I think this will be one of those simple problems when you see, but it puzzled me.
[ STOP PRESS: I was right. Solution found. See Answers. ]
I am using the Python unittest framework to test a multi-threaded application. It's nice and straight forward - I have 5 workflows that control the overall queue, and one manufacturers flow that makes work items for them. Projector manufacturer starts up with a test case.
In this test, only one task is queued. The processing that he does, which is in the test, is just a stub for real processing, so the worker thread performs a 5 second sleep to simulate elapsed time before the task is actually completed, and the thread will be ready to perform another task.
To the code snippet:
logging.info("Sleep starting") time.sleep(5) logging.info("Waking up")

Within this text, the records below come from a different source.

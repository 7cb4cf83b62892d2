use super::*;

fn cmd(code: &[&str]) -> Command {
    let mut c = Command::new(0, code.join(" "), 5000);
    c.code = code.iter().map(|s| s.to_string()).collect();
    c
}

#[test]
fn test_empty_code_is_noop() {
    let c = Command::new(3, "---", 5000);
    assert_eq!(c.action().unwrap(), Action::Noop);
}

#[test]
fn test_click_locator_is_unquoted() {
    let c = cmd(&["click", "in", "'Submit'"]);
    assert_eq!(
        c.action().unwrap(),
        Action::Click {
            locator: "Submit".to_string()
        }
    );
}

#[test]
fn test_click_without_operand() {
    let c = cmd(&["click", "in"]);
    assert_eq!(
        c.action().unwrap_err(),
        CommandError::MissingLocator("click".to_string())
    );
}

#[test]
fn test_type_value_and_locator() {
    let c = cmd(&["type", "'Bob'", "in", "'firstname'"]);
    assert_eq!(
        c.action().unwrap(),
        Action::Type {
            locator: "firstname".to_string(),
            value: "Bob".to_string()
        }
    );
}

#[test]
fn test_type_missing_value() {
    let c = cmd(&["type", "in", "'firstname'"]);
    assert!(matches!(c.action(), Err(CommandError::MissingValue(_))));
}

#[test]
fn test_wait_numeric() {
    let c = cmd(&["wait", "2000"]);
    assert_eq!(c.action().unwrap(), Action::Wait { ms: 2000 });
}

#[test]
fn test_wait_non_numeric_is_invalid_operand() {
    let c = cmd(&["wait", "soon"]);
    assert!(matches!(
        c.action(),
        Err(CommandError::InvalidOperand { .. })
    ));
}

#[test]
fn test_open_is_navigate() {
    let c = cmd(&["open", "\"https://example.com\""]);
    assert_eq!(
        c.action().unwrap(),
        Action::Navigate {
            url: "https://example.com".to_string()
        }
    );
}

#[test]
fn test_mouseover_without_in_uses_literal() {
    let c = cmd(&["mouseover", "'#menu'"]);
    assert_eq!(c.action().unwrap().locator(), Some("#menu"));
}

#[test]
fn test_unsupported_verbs() {
    for verb in ["capture", "test", "switch"] {
        let c = cmd(&[verb, "'x'"]);
        assert_eq!(
            c.action().unwrap(),
            Action::Unsupported {
                verb: verb.to_string()
            }
        );
    }
}

#[test]
fn test_verify_text_decoding() {
    let mut c = cmd(&["verify", "\"Welcome\"", "in", "\"#header\""]);
    c.verify_type = Some(VerifyType::Text);
    c.verify_operator = Some(VerifyOperator::Equals);
    c.verify_expected = Some("Welcome".to_string());
    c.verify_locator = Some("#header".to_string());

    let v = c.verification().unwrap();
    assert_eq!(
        v,
        Verification::Text {
            operator: VerifyOperator::Equals,
            expected: "Welcome".to_string(),
            locator: Some("#header".to_string()),
        }
    );
    assert_eq!(v.locator(), Some("#header"));
}

#[test]
fn test_verify_title_without_locator_is_page() {
    let mut c = cmd(&["verify", "\"Dashboard\""]);
    c.verify_type = Some(VerifyType::Title);
    c.verify_operator = Some(VerifyOperator::Contains);
    c.verify_expected = Some("Dashboard".to_string());

    let v = c.verification().unwrap();
    assert!(matches!(
        v,
        Verification::Page {
            target: PageTarget::Title,
            ..
        }
    ));
    assert_eq!(v.verify_type(), VerifyType::Title);
}

#[test]
fn test_verify_title_with_locator_is_attribute() {
    let mut c = cmd(&["verify", "\"Help\"", "in", "\"#link\""]);
    c.verify_type = Some(VerifyType::Title);
    c.verify_operator = Some(VerifyOperator::Equals);
    c.verify_expected = Some("Help".to_string());
    c.verify_locator = Some("#link".to_string());

    assert!(matches!(
        c.verification().unwrap(),
        Verification::Attribute {
            attribute: VerifyType::Title,
            ..
        }
    ));
}

#[test]
fn test_verify_state_unknown_value() {
    let mut c = cmd(&["verify", "\"blinking\""]);
    c.verify_type = Some(VerifyType::State);
    c.verify_operator = Some(VerifyOperator::Is);
    c.verify_expected = Some("blinking".to_string());

    assert!(matches!(
        c.verification(),
        Err(CommandError::InvalidOperand { .. })
    ));
}

#[test]
fn test_verify_text_rejects_is_operator() {
    let mut c = cmd(&["verify", "\"x\""]);
    c.verify_type = Some(VerifyType::Text);
    c.verify_operator = Some(VerifyOperator::Is);
    assert_eq!(
        c.verification().unwrap_err(),
        CommandError::UnknownOperator("is".to_string())
    );
}

#[test]
fn test_operator_parse_and_match() {
    assert_eq!(
        VerifyOperator::parse("Starts   With"),
        Some(VerifyOperator::StartsWith)
    );
    assert_eq!(VerifyOperator::parse("ends_with"), Some(VerifyOperator::EndsWith));
    assert_eq!(VerifyOperator::parse("near"), None);

    assert_eq!(VerifyOperator::Equals.matches("a", "a"), Some(true));
    assert_eq!(VerifyOperator::Contains.matches("abc", "b"), Some(true));
    assert_eq!(VerifyOperator::StartsWith.matches("abc", "b"), Some(false));
    assert_eq!(VerifyOperator::EndsWith.matches("abc", "bc"), Some(true));
    assert_eq!(VerifyOperator::Is.matches("a", "a"), None);
}

#[test]
fn test_verify_type_parse() {
    assert_eq!(VerifyType::parse("Placeholder"), Some(VerifyType::Placeholder));
    assert_eq!(VerifyType::parse("readonly"), Some(VerifyType::Readonly));
    assert_eq!(VerifyType::parse("colour"), None);
}

#[test]
fn test_unquote() {
    assert_eq!(unquote("'a b'"), "a b");
    assert_eq!(unquote("\"x\""), "x");
    assert_eq!(unquote("'mixed\""), "'mixed\"");
    assert_eq!(unquote("'"), "'");
    assert_eq!(unquote("plain"), "plain");
}

#[test]
fn test_count_nodes_nested() {
    let mut parent = cmd(&["under", "'Profile'"]);
    parent.subcommands.push(cmd(&["click", "in", "'Edit'"]));
    let mut inner = cmd(&["under", "'Address'"]);
    inner.subcommands.push(cmd(&["click", "in", "'Save'"]));
    parent.subcommands.push(inner);

    assert_eq!(count_nodes(&[parent, cmd(&["wait", "10"])]), 5);
}

#[test]
fn test_command_serializes_camel_case() {
    let mut c = cmd(&["verify", "\"ok\""]);
    c.verify_type = Some(VerifyType::Url);
    c.verify_operator = Some(VerifyOperator::StartsWith);
    let json = serde_json::to_string(&c).unwrap();
    assert!(json.contains("\"verifyType\":\"url\""));
    assert!(json.contains("\"verifyOperator\":\"starts_with\""));
    assert!(!json.contains("verifyLocator"));

    let back: Command = serde_json::from_str(&json).unwrap();
    assert_eq!(back, c);
}
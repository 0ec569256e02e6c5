use bevy::ecs::error::BevyError;
use bevy::prelude::*;

use super::oscillator::Oscillator;
use crate::error::ConfigError;

/// Makes the entity's material glow, with the emission multiplier swinging
/// around `base_intensity`.
///
/// The entity needs a `MeshMaterial3d<StandardMaterial>`. Once that material
/// has loaded, it is replaced with a private copy so other entities sharing
/// the original asset keep their own emission.
#[derive(Component, Debug, Clone, Copy)]
pub struct EmissionPulse {
    pub base_intensity: f32,
    /// Angular frequency (radians per second)
    pub frequency: f32,
    pub color: LinearRgba,
}

impl Default for EmissionPulse {
    fn default() -> Self {
        Self {
            base_intensity: 1.0,
            frequency: 0.5,
            color: LinearRgba::GREEN,
        }
    }
}

impl EmissionPulse {
    pub fn oscillator(&self) -> Oscillator {
        Oscillator::emission(self.base_intensity, self.frequency)
    }

    /// Emissive color at elapsed time `t`
    pub fn emissive_at(&self, t: f32) -> LinearRgba {
        self.color * self.oscillator().sample(t)
    }
}

/// Set once a pulsing entity drives its own copy of its material
#[derive(Component, Debug, Default, Clone, Copy)]
pub struct EmissionMaterialInstanced;

/// Gives each pulsing entity its own material instance.
///
/// Entities whose material is still loading are left for a later tick.
/// Only an entity without any `MeshMaterial3d<StandardMaterial>` is an error.
pub fn instance_emission_materials(
    mut commands: Commands,
    mut materials: ResMut<Assets<StandardMaterial>>,
    mut pulses: Query<
        (Entity, Option<&mut MeshMaterial3d<StandardMaterial>>),
        (With<EmissionPulse>, Without<EmissionMaterialInstanced>),
    >,
) -> Result<(), BevyError> {
    for (entity, mesh_material) in &mut pulses {
        let Some(mut mesh_material) = mesh_material else {
            return Err(ConfigError::MissingMaterial { entity }.into());
        };
        let Some(source) = materials.get(&mesh_material.0) else {
            continue;
        };
        let instance = source.clone();

        mesh_material.0 = materials.add(instance);
        commands.entity(entity).insert(EmissionMaterialInstanced);
        debug!("Emission pulse on {} got its own material instance", entity);
    }

    Ok(())
}

/// Rewrites the emissive color of every instanced pulsing material for this
/// tick
pub fn pulse_emission(
    time: Res<Time>,
    mut materials: ResMut<Assets<StandardMaterial>>,
    pulses: Query<
        (&EmissionPulse, &MeshMaterial3d<StandardMaterial>),
        With<EmissionMaterialInstanced>,
    >,
) {
    let t = time.elapsed_secs();

    for (pulse, mesh_material) in &pulses {
        if let Some(material) = materials.get_mut(&mesh_material.0) {
            material.emissive = pulse.emissive_at(t);
        }
    }
}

Now the weird part. I see the Start Sleep Sleep message, but not the Awakening message. The program is blocked and does not respond to keyboard interruption (CTRL + C). CPU utilization is very low.
I see the same problem on Windows and Ubuntu (Python 2.6.2).
I thought about the exception happening and hiding, so I add "print 1/0" between the first and second lines - I see that the error "Debugger by zero" is raised. I move it after sleep and I never see a message.
I realized: “Well, maybe another thread is trying to register something very large at the same time, and it is still buffering. What is it doing?”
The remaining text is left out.